» **The task**:
Take the records below and retype them line by line, from the first line through the one containing "parent directory are"; stop there.

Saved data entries
━━━━━━━━
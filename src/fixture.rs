//! Append-only fixture log shared across runs.

use std::path::{Path, PathBuf};

use serde::{Deserialize, Serialize};

use crate::error::{Error, Result};

/// One registered user, as written by a signup run and replayed by a
/// login run. Serialized with camelCase keys; absent optional fields
/// are omitted from the JSON entirely.
#[derive(Debug, Clone, PartialEq, Eq, Serialize, Deserialize)]
#[serde(rename_all = "camelCase")]
pub struct FixtureRecord {
    pub first_name: String,
    #[serde(default, skip_serializing_if = "Option::is_none")]
    pub last_name: Option<String>,
    pub email: String,
    pub password: String,
    pub phone_number: String,
    #[serde(default, skip_serializing_if = "Option::is_none")]
    pub address: Option<String>,
}

/// File-backed log of fixture records, stored as one JSON array.
///
/// The log is append-only: records accumulate across runs and nothing
/// here ever truncates the file. The file and its parent directory are
/// created lazily on the first append, so a fresh checkout works
/// without setup.
#[derive(Debug, Clone)]
pub struct FixtureStore {
    path: PathBuf,
}

impl FixtureStore {
    pub fn new(path: impl Into<PathBuf>) -> Self {
        Self { path: path.into() }
    }

    pub fn path(&self) -> &Path {
        &self.path
    }

    /// Append one record to the log, preserving everything already there.
    pub fn append(&self, record: &FixtureRecord) -> Result<()> {
        let mut log = self.load_log()?;
        log.push(record.clone());
        self.write_log(&log)?;
        tracing::debug!(path = %self.path.display(), total = log.len(), "fixture appended");
        Ok(())
    }

    /// Read the most recently appended record.
    pub fn read_last(&self) -> Result<FixtureRecord> {
        let mut log = self.load_log()?;
        log.pop().ok_or_else(|| Error::EmptyFixtureLog {
            path: self.path.clone(),
        })
    }

    /// Number of records currently in the log.
    pub fn len(&self) -> Result<usize> {
        Ok(self.load_log()?.len())
    }

    pub fn is_empty(&self) -> Result<bool> {
        Ok(self.len()? == 0)
    }

    /// Load the whole array. An absent or blank file reads as empty;
    /// anything unparseable is a structured error, never a panic.
    fn load_log(&self) -> Result<Vec<FixtureRecord>> {
        if !self.path.exists() {
            return Ok(Vec::new());
        }
        let content = std::fs::read_to_string(&self.path).map_err(|e| Error::FixtureLog {
            path: self.path.clone(),
            message: format!("cannot read: {}", e),
        })?;
        if content.trim().is_empty() {
            return Ok(Vec::new());
        }
        serde_json::from_str(&content).map_err(|e| Error::FixtureLog {
            path: self.path.clone(),
            message: format!("malformed JSON array: {}", e),
        })
    }

    /// Rewrite the file through a sibling temp file and rename, so a
    /// crash mid-write can never leave a half-written log behind.
    fn write_log(&self, log: &[FixtureRecord]) -> Result<()> {
        if let Some(parent) = self.path.parent() {
            if !parent.as_os_str().is_empty() {
                std::fs::create_dir_all(parent).map_err(|e| Error::FixtureLog {
                    path: self.path.clone(),
                    message: format!("cannot create {}: {}", parent.display(), e),
                })?;
            }
        }
        let json = serde_json::to_string_pretty(log).map_err(|e| Error::FixtureLog {
            path: self.path.clone(),
            message: format!("cannot serialize: {}", e),
        })?;
        let tmp = self.path.with_extension("tmp");
        std::fs::write(&tmp, json).map_err(|e| Error::FixtureLog {
            path: self.path.clone(),
            message: format!("cannot write {}: {}", tmp.display(), e),
        })?;
        std::fs::rename(&tmp, &self.path).map_err(|e| Error::FixtureLog {
            path: self.path.clone(),
            message: format!("cannot replace with {}: {}", tmp.display(), e),
        })
    }
}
━━━━━━━━
» **Result of this exercise**:
filename src/fixture.rs
//! Append-only fixture log shared across runs.

use std::path::{Path, PathBuf};

use serde::{Deserialize, Serialize};

use crate::error::{Error, Result};

/// One registered user, as written by a signup run and replayed by a
/// login run. Serialized with camelCase keys; absent optional fields
/// are omitted from the JSON entirely.
#[derive(Debug, Clone, PartialEq, Eq, Serialize, Deserialize)]
#[serde(rename_all = "camelCase")]
pub struct FixtureRecord {
    pub first_name: String,
    #[serde(default, skip_serializing_if = "Option::is_none")]
    pub last_name: Option<String>,
    pub email: String,
    pub password: String,
    pub phone_number: String,
    #[serde(default, skip_serializing_if = "Option::is_none")]
    pub address: Option<String>,
}

/// File-backed log of fixture records, stored as one JSON array.
///
/// The log is append-only: records accumulate across runs and nothing
/// here ever truncates the file. The file and its parent directory are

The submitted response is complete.